Give again, word for word, every line below from the one that has "repository f0ba70449ffc712b" through the one that has "pub enum CommandError", both included, and no others.
++++ Data for analysis
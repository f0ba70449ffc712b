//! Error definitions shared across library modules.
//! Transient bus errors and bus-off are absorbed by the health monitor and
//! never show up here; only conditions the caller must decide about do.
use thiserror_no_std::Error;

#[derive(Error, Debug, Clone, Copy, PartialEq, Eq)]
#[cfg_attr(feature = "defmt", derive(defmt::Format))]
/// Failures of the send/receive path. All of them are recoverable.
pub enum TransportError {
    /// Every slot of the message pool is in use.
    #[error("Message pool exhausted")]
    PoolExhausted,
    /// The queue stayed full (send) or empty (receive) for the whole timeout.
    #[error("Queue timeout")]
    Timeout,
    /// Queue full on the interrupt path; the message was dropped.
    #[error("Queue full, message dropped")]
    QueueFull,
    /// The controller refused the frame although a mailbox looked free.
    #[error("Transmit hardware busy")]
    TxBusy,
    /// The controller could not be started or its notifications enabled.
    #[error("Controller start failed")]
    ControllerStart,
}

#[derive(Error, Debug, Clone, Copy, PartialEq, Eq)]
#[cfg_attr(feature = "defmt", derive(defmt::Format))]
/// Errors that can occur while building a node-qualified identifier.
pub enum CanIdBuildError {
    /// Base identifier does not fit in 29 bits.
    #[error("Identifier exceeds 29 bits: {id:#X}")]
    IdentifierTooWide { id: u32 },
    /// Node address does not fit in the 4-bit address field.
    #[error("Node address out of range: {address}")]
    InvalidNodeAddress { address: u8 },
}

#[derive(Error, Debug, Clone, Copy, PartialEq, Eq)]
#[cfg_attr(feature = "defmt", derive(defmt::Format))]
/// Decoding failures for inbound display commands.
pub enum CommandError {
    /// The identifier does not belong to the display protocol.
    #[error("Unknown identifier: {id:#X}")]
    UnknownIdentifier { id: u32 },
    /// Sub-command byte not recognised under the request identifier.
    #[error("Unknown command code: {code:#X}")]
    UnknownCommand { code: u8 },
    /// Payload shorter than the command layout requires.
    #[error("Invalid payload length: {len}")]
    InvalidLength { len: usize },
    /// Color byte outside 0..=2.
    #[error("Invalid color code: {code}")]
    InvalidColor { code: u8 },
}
++++++++
++++ Data for analysis
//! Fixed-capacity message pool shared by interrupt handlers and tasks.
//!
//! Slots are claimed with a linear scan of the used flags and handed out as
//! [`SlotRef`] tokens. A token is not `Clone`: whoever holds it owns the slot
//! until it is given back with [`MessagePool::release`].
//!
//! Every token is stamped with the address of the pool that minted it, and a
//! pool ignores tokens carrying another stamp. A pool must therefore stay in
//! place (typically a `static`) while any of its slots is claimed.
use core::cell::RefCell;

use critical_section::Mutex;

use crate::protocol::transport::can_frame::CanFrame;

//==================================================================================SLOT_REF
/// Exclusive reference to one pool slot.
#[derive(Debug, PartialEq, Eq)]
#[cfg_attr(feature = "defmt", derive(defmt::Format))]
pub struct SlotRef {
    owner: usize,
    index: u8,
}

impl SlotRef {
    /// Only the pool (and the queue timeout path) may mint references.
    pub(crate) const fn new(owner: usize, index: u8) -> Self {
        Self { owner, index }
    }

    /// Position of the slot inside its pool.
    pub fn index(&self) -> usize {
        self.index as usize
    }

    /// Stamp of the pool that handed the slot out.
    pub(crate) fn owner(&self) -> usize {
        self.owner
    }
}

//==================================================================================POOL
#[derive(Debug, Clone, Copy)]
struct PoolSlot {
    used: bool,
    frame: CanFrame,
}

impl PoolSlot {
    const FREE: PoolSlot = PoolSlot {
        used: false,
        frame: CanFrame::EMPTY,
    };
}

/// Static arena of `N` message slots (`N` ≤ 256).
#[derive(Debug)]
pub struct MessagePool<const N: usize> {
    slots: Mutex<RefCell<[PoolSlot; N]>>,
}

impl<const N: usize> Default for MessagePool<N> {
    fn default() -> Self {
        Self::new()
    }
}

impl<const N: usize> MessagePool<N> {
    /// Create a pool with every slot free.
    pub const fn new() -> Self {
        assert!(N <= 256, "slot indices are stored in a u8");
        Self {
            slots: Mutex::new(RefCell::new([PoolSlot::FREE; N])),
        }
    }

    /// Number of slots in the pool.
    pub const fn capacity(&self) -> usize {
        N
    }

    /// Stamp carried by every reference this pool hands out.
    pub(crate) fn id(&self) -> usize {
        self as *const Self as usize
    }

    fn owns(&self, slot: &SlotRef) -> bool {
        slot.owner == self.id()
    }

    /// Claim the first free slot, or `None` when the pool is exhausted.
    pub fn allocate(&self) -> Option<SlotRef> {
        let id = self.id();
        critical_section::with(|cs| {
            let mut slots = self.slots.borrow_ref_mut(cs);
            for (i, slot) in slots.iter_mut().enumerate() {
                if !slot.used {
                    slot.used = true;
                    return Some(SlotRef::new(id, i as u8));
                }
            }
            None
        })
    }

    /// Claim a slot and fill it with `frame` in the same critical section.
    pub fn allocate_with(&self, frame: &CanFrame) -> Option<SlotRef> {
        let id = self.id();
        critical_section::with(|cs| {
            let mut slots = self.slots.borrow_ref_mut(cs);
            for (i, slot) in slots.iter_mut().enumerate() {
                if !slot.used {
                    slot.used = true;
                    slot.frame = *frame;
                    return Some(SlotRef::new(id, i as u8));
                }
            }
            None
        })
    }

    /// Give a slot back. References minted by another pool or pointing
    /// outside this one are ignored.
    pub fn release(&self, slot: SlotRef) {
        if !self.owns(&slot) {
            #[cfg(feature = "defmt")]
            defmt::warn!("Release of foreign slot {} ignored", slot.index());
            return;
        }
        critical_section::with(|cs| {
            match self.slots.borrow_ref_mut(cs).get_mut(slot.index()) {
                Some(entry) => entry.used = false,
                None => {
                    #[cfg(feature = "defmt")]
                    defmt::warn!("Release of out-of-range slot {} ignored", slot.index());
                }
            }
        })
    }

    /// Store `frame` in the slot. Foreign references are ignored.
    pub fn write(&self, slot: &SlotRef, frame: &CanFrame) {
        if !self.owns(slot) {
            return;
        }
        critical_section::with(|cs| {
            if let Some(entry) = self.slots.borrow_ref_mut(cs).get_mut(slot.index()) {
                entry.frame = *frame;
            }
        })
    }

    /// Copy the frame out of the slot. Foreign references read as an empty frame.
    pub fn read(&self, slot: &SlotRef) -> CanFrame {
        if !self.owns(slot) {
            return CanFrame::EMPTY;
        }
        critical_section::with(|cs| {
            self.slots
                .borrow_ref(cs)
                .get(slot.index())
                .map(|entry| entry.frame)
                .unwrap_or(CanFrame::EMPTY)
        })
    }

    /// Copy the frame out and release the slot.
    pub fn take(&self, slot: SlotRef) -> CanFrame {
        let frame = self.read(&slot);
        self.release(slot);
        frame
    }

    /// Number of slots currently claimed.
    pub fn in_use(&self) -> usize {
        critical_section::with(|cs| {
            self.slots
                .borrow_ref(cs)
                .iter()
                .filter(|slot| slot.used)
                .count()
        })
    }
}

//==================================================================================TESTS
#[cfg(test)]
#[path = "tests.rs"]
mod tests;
++++++++
++++ Data for analysis
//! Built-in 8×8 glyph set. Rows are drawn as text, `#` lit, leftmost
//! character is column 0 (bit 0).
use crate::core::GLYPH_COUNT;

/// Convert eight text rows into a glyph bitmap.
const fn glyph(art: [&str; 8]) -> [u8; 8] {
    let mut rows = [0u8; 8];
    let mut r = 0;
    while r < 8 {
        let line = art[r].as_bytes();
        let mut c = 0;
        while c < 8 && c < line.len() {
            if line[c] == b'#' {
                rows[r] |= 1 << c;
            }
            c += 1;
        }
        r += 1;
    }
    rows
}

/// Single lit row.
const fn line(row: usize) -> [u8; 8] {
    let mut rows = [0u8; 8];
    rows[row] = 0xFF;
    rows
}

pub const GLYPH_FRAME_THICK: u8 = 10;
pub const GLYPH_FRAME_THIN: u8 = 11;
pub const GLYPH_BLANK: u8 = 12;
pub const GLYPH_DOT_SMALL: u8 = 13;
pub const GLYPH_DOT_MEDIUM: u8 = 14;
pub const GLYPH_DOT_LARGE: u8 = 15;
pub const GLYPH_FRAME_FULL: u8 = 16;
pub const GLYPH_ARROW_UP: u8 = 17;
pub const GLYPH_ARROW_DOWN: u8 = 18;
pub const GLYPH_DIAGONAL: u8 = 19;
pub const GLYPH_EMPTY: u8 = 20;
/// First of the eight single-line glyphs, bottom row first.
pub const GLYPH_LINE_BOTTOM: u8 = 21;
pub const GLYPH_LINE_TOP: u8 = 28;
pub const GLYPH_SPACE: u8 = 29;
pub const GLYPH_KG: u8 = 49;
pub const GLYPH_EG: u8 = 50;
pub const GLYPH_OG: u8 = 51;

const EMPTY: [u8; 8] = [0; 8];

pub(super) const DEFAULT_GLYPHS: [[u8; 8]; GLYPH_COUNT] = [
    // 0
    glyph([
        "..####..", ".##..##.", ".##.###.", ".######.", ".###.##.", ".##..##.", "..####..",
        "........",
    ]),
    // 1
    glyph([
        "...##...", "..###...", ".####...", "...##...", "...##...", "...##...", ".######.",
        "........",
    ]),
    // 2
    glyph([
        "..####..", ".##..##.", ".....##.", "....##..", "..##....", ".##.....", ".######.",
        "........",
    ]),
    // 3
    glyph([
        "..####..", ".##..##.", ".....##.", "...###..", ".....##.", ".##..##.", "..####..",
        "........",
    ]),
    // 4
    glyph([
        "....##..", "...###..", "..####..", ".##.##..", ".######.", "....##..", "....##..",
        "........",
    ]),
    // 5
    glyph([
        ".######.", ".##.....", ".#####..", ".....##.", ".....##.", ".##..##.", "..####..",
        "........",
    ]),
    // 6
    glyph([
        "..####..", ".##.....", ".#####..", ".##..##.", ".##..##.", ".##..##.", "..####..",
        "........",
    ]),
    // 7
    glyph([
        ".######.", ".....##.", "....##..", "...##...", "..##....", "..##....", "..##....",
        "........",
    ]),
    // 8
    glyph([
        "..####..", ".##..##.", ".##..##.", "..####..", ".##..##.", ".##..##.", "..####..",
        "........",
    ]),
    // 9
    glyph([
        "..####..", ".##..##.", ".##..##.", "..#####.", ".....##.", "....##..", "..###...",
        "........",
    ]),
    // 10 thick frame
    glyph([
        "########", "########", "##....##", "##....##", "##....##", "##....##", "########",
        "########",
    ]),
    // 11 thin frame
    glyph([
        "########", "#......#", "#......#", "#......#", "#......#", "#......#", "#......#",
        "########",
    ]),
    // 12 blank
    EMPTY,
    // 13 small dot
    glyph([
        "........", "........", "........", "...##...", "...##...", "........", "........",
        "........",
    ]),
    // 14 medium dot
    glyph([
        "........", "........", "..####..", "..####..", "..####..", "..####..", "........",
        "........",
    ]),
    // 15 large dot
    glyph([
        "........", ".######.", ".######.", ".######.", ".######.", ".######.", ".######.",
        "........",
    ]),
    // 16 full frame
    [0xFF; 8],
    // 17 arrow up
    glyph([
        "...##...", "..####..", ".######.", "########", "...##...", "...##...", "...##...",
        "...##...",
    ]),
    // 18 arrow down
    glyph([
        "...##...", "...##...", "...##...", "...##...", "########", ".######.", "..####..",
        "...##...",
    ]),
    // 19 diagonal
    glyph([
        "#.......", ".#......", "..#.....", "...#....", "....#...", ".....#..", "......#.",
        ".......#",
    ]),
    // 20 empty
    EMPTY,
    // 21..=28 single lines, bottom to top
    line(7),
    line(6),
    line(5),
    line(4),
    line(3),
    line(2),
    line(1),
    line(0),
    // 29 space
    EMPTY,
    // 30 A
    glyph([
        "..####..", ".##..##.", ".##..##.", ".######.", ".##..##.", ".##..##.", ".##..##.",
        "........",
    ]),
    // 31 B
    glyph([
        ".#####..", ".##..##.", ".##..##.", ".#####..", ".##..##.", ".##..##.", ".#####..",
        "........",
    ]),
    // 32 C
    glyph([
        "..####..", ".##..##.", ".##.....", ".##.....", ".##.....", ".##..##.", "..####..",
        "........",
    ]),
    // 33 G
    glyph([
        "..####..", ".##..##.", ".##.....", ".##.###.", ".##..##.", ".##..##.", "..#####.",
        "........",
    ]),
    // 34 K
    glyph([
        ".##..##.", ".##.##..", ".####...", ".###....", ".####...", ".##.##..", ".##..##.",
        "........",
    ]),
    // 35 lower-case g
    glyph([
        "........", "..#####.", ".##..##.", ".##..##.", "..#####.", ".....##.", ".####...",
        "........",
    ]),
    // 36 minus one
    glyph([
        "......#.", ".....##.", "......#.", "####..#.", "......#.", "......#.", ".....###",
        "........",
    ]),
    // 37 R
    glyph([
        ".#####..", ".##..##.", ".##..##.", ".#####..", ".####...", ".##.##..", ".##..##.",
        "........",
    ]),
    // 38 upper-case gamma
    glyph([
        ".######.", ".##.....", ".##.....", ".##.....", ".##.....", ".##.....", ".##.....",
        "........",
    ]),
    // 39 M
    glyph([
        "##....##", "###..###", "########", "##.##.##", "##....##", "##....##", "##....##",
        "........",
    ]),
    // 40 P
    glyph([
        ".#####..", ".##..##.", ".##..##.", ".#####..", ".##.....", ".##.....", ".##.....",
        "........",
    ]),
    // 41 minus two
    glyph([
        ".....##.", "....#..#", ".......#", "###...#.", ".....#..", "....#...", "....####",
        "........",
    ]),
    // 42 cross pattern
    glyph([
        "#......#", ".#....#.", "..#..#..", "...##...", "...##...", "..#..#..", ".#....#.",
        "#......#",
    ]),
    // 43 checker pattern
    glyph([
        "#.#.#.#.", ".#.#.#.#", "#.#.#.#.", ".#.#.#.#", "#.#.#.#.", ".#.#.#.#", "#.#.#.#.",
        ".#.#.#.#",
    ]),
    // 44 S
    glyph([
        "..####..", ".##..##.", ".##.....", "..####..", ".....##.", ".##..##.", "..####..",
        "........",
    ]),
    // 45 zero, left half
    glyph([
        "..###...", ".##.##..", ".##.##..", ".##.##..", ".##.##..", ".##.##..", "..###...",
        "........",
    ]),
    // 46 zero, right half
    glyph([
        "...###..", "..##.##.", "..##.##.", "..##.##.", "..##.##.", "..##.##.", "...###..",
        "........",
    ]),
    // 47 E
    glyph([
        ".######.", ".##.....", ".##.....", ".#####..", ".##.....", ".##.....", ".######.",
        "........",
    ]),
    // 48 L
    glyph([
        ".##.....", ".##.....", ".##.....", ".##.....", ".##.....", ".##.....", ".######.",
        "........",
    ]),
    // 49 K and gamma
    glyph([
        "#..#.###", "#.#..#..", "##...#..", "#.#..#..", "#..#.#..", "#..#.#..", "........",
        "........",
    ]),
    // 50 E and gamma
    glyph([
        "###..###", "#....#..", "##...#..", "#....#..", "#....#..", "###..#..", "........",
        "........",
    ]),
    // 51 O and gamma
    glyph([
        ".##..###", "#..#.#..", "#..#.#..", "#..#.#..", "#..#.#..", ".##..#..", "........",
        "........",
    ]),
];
++++++++
[Final answer]
repository f0ba70449ffc712b
//! Error definitions shared across library modules.
//! Transient bus errors and bus-off are absorbed by the health monitor and
//! never show up here; only conditions the caller must decide about do.
use thiserror_no_std::Error;

#[derive(Error, Debug, Clone, Copy, PartialEq, Eq)]
#[cfg_attr(feature = "defmt", derive(defmt::Format))]
/// Failures of the send/receive path. All of them are recoverable.
pub enum TransportError {
    /// Every slot of the message pool is in use.
    #[error("Message pool exhausted")]
    PoolExhausted,
    /// The queue stayed full (send) or empty (receive) for the whole timeout.
    #[error("Queue timeout")]
    Timeout,
    /// Queue full on the interrupt path; the message was dropped.
    #[error("Queue full, message dropped")]
    QueueFull,
    /// The controller refused the frame although a mailbox looked free.
    #[error("Transmit hardware busy")]
    TxBusy,
    /// The controller could not be started or its notifications enabled.
    #[error("Controller start failed")]
    ControllerStart,
}

#[derive(Error, Debug, Clone, Copy, PartialEq, Eq)]
#[cfg_attr(feature = "defmt", derive(defmt::Format))]
/// Errors that can occur while building a node-qualified identifier.
pub enum CanIdBuildError {
    /// Base identifier does not fit in 29 bits.
    #[error("Identifier exceeds 29 bits: {id:#X}")]
    IdentifierTooWide { id: u32 },
    /// Node address does not fit in the 4-bit address field.
    #[error("Node address out of range: {address}")]
    InvalidNodeAddress { address: u8 },
}

#[derive(Error, Debug, Clone, Copy, PartialEq, Eq)]
#[cfg_attr(feature = "defmt", derive(defmt::Format))]
/// Decoding failures for inbound display commands.
pub enum CommandError {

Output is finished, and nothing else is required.